▶ Exercise requirements: Only one stretch of the data below should be repeated: the lines from the line containing "impl<R: TranscriptRenderer, P: AudioPlayer>" through the line containing "pub fn navigator(&self)", inclusive, exactly as they are.

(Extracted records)
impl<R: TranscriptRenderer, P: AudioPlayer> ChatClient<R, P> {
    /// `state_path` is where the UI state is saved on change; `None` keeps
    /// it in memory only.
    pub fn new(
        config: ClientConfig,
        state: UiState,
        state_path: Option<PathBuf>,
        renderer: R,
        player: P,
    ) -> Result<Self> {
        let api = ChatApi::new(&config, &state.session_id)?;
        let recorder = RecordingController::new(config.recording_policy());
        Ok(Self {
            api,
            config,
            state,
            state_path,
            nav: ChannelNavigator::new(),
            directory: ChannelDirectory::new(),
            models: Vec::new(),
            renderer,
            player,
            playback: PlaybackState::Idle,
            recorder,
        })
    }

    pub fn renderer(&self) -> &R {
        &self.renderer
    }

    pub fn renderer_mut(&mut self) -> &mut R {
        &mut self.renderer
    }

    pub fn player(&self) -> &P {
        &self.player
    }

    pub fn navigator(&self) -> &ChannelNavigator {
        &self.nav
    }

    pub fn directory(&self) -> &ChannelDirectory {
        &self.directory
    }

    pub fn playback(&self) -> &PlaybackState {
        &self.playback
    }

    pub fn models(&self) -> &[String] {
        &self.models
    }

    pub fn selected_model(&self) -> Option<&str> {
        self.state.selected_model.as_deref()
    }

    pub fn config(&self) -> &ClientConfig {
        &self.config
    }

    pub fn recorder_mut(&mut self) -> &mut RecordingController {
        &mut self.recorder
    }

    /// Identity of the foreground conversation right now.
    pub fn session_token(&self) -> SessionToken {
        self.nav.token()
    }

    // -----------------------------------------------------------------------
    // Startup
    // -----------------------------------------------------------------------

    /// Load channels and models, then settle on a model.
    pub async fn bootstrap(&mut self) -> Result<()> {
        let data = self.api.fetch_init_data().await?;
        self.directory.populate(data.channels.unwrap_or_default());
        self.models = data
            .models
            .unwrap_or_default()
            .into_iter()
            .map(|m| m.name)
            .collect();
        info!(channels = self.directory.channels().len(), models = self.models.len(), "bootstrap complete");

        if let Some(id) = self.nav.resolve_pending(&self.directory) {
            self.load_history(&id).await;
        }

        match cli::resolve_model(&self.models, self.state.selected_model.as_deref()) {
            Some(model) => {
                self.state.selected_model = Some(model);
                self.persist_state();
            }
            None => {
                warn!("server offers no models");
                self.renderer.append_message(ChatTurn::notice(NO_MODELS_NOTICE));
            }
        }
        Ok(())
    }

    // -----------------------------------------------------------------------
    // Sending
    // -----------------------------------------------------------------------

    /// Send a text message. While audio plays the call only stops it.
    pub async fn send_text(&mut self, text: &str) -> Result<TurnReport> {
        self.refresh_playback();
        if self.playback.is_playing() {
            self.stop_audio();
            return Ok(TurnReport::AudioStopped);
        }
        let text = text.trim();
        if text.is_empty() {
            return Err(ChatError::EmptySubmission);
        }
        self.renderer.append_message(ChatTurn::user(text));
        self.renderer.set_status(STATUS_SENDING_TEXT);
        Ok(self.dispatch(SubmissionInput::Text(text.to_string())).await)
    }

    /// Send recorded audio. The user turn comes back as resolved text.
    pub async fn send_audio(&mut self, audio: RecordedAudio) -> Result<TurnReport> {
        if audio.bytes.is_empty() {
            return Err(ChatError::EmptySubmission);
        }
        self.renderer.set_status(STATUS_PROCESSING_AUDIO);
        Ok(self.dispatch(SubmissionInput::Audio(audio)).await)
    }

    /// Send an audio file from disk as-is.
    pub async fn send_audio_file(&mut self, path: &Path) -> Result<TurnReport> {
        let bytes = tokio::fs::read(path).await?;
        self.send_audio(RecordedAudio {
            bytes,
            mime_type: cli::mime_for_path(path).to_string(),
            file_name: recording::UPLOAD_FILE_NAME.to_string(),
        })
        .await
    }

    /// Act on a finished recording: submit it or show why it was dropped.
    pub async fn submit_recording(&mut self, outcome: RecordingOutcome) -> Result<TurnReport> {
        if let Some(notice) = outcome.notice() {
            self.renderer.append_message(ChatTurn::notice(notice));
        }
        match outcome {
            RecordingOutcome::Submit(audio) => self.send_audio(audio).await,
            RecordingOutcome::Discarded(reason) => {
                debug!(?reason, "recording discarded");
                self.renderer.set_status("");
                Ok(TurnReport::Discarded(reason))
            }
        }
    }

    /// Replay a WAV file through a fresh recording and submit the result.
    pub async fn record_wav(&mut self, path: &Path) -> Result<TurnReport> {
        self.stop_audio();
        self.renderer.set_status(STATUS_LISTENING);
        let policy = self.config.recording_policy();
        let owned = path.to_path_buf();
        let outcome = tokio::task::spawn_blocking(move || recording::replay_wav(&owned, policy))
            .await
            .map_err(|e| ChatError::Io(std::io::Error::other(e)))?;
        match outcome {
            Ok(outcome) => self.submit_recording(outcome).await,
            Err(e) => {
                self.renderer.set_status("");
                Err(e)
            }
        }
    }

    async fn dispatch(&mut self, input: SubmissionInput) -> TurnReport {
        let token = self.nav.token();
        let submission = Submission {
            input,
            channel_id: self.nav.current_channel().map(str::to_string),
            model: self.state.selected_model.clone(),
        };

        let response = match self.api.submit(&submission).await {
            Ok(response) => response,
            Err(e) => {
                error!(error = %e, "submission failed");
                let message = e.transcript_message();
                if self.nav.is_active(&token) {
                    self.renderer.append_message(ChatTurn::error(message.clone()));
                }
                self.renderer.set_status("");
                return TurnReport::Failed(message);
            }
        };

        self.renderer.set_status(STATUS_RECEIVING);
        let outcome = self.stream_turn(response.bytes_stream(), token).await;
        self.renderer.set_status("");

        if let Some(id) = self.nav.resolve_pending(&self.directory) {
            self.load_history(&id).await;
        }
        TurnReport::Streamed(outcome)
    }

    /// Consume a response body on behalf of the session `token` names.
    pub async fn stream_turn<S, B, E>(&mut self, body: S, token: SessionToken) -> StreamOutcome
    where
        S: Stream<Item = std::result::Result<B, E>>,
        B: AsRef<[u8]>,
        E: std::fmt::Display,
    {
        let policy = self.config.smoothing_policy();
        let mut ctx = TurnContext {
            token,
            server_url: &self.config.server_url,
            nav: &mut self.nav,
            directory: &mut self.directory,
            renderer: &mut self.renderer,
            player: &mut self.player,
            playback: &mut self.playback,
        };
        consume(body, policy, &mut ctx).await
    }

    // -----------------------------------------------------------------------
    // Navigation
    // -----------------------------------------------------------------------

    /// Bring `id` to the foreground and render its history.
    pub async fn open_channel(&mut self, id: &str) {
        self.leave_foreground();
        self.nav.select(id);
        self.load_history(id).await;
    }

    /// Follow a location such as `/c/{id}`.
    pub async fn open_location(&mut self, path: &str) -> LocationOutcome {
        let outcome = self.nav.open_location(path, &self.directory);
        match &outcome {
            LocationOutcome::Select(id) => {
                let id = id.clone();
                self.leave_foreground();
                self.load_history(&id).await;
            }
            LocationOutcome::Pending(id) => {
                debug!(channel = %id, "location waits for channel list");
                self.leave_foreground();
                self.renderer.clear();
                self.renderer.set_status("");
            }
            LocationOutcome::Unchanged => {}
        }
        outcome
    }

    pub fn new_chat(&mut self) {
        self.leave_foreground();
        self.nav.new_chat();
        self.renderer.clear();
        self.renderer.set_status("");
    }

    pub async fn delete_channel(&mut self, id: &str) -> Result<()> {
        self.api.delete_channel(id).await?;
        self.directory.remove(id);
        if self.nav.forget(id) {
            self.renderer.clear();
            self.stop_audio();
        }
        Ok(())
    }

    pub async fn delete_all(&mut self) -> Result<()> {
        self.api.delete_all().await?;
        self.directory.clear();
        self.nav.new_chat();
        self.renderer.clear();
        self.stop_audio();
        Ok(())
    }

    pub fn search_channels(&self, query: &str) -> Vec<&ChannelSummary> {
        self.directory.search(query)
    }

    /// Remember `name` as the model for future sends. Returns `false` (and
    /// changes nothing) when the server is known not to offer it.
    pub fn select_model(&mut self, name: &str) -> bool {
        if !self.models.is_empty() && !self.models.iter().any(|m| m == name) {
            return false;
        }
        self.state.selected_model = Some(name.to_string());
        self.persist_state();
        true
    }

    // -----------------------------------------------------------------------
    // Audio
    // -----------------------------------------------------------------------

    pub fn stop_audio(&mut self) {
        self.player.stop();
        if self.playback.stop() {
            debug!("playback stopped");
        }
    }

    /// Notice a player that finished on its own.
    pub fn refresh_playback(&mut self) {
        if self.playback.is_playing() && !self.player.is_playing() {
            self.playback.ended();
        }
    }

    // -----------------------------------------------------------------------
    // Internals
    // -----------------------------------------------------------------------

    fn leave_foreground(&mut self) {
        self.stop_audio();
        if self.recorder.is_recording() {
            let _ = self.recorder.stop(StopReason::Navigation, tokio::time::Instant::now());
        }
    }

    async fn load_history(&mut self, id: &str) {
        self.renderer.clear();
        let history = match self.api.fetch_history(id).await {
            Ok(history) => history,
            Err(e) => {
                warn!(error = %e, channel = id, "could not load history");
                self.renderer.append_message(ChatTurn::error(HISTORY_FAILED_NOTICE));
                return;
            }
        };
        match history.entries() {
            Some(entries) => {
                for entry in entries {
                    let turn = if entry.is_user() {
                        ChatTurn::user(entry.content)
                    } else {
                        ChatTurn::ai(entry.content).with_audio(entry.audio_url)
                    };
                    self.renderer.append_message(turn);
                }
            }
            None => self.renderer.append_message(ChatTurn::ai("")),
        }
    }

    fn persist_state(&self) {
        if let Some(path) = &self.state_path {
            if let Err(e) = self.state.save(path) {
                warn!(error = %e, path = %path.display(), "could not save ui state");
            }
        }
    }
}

---

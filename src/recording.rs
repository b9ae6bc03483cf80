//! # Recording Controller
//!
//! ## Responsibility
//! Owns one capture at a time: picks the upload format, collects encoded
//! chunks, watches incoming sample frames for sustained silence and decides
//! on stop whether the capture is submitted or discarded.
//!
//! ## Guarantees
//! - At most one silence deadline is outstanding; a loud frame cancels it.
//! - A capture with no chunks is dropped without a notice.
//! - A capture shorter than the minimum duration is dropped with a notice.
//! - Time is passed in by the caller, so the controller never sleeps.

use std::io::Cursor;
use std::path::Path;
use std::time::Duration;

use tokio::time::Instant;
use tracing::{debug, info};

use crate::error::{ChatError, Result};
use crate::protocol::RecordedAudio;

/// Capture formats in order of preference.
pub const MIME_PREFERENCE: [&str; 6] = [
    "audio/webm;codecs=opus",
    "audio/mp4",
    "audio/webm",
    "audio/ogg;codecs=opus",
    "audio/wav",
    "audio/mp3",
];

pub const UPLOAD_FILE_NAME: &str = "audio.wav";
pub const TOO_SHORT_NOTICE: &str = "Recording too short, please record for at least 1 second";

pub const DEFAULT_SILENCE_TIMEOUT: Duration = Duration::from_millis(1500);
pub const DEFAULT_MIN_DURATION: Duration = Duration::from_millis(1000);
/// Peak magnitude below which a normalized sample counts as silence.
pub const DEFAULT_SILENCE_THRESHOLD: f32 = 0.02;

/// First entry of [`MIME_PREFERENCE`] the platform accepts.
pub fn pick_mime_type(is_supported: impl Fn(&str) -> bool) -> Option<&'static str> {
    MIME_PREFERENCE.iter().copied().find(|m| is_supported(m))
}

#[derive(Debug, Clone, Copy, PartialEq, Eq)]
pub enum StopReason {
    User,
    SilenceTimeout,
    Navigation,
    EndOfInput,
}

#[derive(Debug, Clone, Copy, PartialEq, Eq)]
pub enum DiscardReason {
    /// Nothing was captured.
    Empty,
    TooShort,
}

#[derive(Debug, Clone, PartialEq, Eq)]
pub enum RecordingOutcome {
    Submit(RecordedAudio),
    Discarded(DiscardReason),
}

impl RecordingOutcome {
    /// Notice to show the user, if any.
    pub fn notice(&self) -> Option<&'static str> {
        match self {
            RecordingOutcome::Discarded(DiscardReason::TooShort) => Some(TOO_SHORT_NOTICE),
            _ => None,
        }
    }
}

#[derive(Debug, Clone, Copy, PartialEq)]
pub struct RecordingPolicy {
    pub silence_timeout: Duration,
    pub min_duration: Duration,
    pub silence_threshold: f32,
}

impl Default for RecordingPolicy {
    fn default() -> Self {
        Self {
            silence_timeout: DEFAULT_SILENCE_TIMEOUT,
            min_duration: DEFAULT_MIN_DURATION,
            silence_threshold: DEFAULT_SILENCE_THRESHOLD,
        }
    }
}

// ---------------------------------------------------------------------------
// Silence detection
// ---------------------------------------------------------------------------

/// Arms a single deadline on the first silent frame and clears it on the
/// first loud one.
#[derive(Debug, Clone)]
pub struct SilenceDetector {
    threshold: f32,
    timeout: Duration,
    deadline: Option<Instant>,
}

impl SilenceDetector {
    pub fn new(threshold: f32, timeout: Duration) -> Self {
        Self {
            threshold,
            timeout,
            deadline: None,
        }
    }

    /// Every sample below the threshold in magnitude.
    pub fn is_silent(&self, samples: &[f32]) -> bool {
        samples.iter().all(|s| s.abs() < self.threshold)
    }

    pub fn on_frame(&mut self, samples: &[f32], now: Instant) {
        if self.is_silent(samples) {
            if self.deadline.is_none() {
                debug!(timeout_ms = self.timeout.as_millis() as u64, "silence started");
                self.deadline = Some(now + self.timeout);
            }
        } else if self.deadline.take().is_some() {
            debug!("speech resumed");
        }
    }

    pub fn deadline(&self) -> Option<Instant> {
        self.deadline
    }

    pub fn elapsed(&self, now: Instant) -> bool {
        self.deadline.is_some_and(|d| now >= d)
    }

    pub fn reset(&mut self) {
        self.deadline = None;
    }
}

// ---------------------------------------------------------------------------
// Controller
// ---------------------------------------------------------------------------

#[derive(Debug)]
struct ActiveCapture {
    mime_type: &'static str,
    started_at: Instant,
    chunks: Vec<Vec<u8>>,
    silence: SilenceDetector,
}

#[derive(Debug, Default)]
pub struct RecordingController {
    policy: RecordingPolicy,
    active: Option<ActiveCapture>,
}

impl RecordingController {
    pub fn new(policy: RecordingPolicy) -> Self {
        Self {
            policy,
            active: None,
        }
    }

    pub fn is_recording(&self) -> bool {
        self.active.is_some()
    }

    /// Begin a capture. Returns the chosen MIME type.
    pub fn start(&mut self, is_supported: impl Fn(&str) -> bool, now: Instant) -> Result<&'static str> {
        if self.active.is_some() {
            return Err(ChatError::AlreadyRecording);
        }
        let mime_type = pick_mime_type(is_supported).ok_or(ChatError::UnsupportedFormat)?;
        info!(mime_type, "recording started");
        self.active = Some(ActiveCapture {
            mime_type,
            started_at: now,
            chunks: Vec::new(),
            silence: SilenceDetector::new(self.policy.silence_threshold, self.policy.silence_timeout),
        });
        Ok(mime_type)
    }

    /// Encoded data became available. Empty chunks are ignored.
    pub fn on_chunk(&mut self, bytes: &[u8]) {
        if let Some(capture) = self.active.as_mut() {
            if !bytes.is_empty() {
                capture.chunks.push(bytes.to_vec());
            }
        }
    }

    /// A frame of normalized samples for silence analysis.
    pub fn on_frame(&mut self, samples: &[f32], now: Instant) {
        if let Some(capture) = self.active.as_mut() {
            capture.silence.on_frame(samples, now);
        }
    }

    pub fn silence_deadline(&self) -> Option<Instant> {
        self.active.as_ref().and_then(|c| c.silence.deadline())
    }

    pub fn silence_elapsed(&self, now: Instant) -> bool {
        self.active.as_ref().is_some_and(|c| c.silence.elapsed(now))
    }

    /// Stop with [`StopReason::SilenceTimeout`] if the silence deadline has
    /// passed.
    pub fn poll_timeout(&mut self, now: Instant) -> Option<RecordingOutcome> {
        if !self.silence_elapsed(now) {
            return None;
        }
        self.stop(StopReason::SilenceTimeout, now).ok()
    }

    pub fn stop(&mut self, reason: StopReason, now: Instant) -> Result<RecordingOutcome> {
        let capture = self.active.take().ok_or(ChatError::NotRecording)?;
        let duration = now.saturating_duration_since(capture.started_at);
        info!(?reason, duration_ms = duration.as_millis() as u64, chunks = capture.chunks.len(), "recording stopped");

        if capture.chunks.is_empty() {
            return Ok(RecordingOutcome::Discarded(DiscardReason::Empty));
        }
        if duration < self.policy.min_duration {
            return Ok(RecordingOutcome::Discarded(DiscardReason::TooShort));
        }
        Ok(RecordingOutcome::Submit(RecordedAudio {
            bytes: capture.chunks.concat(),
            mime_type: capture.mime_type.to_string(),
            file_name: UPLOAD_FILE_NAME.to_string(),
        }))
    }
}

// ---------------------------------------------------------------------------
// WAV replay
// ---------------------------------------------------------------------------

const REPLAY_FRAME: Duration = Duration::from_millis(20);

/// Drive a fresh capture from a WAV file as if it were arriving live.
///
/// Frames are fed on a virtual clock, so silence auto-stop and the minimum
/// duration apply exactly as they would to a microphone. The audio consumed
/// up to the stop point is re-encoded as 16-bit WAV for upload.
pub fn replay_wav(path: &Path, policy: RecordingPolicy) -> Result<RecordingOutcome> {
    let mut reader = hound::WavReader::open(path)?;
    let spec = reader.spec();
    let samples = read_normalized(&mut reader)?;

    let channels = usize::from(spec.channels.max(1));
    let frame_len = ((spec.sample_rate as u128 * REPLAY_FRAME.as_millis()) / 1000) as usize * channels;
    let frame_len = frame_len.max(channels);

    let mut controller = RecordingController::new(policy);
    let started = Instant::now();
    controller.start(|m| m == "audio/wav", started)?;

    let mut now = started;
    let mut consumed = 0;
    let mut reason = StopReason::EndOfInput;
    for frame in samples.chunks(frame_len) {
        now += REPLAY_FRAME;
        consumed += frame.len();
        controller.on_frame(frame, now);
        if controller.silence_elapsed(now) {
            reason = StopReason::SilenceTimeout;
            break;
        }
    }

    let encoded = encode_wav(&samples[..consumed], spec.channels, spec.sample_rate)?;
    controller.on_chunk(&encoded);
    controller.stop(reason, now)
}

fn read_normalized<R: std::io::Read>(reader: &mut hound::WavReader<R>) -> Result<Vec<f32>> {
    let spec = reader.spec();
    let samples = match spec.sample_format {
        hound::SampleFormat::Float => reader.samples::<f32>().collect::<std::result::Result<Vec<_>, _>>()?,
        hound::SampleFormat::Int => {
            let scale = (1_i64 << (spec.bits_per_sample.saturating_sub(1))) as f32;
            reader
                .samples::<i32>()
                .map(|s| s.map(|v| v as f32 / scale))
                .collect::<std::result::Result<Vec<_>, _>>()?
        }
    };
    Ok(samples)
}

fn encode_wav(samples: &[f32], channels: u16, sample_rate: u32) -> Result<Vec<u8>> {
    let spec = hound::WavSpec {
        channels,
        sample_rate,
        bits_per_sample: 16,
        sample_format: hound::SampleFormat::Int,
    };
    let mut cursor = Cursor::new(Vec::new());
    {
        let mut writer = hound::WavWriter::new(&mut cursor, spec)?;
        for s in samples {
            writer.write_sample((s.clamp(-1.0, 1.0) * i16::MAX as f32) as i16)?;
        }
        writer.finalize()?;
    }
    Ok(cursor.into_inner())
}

▶ Written response:
impl<R: TranscriptRenderer, P: AudioPlayer> ChatClient<R, P> {
    /// `state_path` is where the UI state is saved on change; `None` keeps
    /// it in memory only.
    pub fn new(
        config: ClientConfig,
        state: UiState,
        state_path: Option<PathBuf>,
        renderer: R,
        player: P,
    ) -> Result<Self> {
        let api = ChatApi::new(&config, &state.session_id)?;
        let recorder = RecordingController::new(config.recording_policy());
        Ok(Self {
            api,
            config,
            state,
            state_path,
            nav: ChannelNavigator::new(),
            directory: ChannelDirectory::new(),
            models: Vec::new(),
            renderer,
            player,
            playback: PlaybackState::Idle,
            recorder,
        })
    }

    pub fn renderer(&self) -> &R {
        &self.renderer
    }

    pub fn renderer_mut(&mut self) -> &mut R {
        &mut self.renderer
    }

    pub fn player(&self) -> &P {
        &self.player
    }

    pub fn navigator(&self) -> &ChannelNavigator {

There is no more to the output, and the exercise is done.